*WHAT NEEDS TO BE DONE*. From the first line onward, reproduce the records exactly; the final line to include is the one holding "values: they are".

*Saved entries*.
────────────────────────────────────────
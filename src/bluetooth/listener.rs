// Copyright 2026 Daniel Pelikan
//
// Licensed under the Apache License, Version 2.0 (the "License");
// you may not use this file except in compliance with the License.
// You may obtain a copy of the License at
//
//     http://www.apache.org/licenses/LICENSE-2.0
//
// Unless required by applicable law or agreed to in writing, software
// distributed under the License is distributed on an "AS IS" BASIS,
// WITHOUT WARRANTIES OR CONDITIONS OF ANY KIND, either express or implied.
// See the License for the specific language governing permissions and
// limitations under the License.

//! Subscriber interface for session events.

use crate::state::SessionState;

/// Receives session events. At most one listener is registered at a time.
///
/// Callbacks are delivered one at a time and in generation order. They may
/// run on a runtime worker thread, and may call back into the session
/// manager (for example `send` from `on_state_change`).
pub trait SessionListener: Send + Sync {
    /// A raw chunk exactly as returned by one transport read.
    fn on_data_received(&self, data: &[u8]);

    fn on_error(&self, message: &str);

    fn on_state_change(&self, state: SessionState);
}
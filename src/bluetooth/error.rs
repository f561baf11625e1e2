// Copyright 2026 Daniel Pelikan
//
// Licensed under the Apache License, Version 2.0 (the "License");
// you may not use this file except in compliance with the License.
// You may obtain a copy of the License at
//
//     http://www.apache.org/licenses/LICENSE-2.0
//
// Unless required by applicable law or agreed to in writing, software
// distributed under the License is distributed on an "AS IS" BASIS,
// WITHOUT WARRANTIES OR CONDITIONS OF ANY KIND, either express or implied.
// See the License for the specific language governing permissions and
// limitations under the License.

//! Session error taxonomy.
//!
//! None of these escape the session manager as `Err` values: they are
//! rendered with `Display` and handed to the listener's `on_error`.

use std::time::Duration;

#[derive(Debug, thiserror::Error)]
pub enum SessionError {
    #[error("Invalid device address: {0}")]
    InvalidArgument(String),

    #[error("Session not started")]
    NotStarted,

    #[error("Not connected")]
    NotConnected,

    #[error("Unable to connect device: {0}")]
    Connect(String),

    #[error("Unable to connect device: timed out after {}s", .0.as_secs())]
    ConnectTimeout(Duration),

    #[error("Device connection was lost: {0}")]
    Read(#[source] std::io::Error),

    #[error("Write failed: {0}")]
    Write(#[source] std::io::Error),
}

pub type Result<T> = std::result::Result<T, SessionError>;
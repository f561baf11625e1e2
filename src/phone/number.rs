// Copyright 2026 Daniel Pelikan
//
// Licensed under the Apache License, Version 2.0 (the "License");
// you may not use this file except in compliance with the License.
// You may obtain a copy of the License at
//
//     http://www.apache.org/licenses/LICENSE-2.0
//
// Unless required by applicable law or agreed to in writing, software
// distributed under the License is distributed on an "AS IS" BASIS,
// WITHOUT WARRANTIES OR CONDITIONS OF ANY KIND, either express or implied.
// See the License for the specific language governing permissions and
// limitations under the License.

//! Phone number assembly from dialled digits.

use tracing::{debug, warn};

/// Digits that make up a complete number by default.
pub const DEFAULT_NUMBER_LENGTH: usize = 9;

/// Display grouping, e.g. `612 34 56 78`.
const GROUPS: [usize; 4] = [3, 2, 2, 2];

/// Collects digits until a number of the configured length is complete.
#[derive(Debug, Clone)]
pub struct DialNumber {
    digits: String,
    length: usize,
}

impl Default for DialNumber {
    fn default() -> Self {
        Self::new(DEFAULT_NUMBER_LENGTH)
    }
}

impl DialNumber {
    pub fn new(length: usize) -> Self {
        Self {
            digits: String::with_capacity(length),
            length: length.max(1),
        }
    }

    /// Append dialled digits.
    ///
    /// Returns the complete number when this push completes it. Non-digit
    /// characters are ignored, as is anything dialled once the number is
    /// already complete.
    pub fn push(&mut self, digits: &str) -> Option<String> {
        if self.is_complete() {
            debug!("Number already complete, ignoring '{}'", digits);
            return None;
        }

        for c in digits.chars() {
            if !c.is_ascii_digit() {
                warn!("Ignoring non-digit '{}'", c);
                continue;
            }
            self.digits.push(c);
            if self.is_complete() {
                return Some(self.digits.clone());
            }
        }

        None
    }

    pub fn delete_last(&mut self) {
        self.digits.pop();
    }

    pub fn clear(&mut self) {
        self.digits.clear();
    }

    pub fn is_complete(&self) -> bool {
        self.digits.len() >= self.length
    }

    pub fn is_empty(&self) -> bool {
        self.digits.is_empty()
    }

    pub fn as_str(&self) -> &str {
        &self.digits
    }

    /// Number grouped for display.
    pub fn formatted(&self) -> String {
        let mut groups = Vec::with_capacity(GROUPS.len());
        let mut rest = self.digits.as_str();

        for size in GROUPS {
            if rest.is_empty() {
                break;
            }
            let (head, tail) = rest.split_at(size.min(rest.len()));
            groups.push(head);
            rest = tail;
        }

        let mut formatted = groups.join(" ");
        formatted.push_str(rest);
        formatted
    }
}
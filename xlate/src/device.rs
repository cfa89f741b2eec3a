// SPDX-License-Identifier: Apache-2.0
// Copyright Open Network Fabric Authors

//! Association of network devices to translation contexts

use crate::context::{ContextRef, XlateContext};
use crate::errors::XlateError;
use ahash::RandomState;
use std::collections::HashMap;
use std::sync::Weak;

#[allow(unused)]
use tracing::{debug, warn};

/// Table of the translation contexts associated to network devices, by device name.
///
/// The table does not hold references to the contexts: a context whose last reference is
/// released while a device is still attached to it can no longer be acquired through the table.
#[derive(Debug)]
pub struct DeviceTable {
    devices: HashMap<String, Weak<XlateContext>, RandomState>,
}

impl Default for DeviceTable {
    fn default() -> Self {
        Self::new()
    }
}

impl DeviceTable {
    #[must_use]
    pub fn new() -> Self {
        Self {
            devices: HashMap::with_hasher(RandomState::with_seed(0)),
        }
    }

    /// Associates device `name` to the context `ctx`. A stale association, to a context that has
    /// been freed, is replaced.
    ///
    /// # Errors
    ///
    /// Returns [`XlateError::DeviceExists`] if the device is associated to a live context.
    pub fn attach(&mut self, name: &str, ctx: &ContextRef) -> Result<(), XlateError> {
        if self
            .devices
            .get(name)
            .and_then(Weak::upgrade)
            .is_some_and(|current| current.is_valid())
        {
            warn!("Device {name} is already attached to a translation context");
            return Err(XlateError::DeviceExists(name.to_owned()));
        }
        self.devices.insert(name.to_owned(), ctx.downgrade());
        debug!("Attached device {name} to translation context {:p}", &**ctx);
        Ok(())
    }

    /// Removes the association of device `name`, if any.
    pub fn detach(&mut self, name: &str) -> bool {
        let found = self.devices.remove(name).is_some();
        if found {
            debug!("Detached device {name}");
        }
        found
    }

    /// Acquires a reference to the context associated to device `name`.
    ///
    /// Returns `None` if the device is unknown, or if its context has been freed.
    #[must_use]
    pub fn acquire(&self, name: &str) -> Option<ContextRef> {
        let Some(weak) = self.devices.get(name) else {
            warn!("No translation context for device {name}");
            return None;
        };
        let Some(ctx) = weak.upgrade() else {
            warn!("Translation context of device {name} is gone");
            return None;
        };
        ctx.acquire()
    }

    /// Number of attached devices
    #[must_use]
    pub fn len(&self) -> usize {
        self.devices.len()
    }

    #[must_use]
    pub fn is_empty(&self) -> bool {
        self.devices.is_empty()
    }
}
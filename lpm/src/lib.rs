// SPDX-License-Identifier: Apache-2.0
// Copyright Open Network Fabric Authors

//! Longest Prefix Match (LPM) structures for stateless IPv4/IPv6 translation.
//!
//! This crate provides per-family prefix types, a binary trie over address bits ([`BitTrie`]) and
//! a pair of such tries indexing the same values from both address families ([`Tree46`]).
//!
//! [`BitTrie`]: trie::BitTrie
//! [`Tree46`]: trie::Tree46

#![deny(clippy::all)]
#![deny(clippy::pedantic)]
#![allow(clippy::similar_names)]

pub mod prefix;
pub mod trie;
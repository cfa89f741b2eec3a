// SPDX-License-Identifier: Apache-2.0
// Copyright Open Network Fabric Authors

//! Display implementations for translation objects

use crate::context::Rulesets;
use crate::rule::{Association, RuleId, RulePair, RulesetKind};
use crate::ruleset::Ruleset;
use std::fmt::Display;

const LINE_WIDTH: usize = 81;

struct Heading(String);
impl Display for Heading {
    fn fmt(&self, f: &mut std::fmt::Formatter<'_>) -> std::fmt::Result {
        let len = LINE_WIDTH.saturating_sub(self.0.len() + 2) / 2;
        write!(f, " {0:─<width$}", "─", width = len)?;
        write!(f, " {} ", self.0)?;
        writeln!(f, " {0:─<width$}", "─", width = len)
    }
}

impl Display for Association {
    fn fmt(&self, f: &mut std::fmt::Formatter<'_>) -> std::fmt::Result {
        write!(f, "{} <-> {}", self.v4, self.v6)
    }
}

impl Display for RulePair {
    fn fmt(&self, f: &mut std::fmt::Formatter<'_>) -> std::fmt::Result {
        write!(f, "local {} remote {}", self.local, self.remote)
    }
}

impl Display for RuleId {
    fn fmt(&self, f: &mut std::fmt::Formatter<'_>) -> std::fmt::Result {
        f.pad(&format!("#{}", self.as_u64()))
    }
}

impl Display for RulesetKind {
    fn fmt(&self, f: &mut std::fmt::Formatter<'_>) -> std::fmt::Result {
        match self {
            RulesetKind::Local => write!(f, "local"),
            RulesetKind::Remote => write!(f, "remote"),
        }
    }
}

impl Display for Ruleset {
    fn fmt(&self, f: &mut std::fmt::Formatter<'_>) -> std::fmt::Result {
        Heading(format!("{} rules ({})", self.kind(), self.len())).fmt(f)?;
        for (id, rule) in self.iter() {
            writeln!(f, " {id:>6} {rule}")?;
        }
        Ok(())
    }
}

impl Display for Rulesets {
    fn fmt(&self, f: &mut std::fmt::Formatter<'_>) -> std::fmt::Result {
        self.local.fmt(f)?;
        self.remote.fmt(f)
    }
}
────────────────────────────────────────
*SOLUTION TO THIS EXERCISE*.
filename src/bluetooth/listener.rs
// Copyright 2026 Daniel Pelikan
//
// Licensed under the Apache License, Version 2.0 (the "License");
// you may not use this file except in compliance with the License.
// You may obtain a copy of the License at
//
//     http://www.apache.org/licenses/LICENSE-2.0
//
// Unless required by applicable law or agreed to in writing, software
// distributed under the License is distributed on an "AS IS" BASIS,
// WITHOUT WARRANTIES OR CONDITIONS OF ANY KIND, either express or implied.
// See the License for the specific language governing permissions and
// limitations under the License.

//! Subscriber interface for session events.

use crate::state::SessionState;

/// Receives session events. At most one listener is registered at a time.
///
/// Callbacks are delivered one at a time and in generation order. They may
/// run on a runtime worker thread, and may call back into the session
/// manager (for example `send` from `on_state_change`).
pub trait SessionListener: Send + Sync {
    /// A raw chunk exactly as returned by one transport read.
    fn on_data_received(&self, data: &[u8]);

    fn on_error(&self, message: &str);

    fn on_state_change(&self, state: SessionState);
}
filename src/bluetooth/error.rs
repository f561baf11625e1e2
// Copyright 2026 Daniel Pelikan
//
// Licensed under the Apache License, Version 2.0 (the "License");
// you may not use this file except in compliance with the License.
// You may obtain a copy of the License at
//
//     http://www.apache.org/licenses/LICENSE-2.0
//
// Unless required by applicable law or agreed to in writing, software
// distributed under the License is distributed on an "AS IS" BASIS,
// WITHOUT WARRANTIES OR CONDITIONS OF ANY KIND, either express or implied.
// See the License for the specific language governing permissions and
// limitations under the License.

//! Session error taxonomy.
//!
//! None of these escape the session manager as `Err` values: they are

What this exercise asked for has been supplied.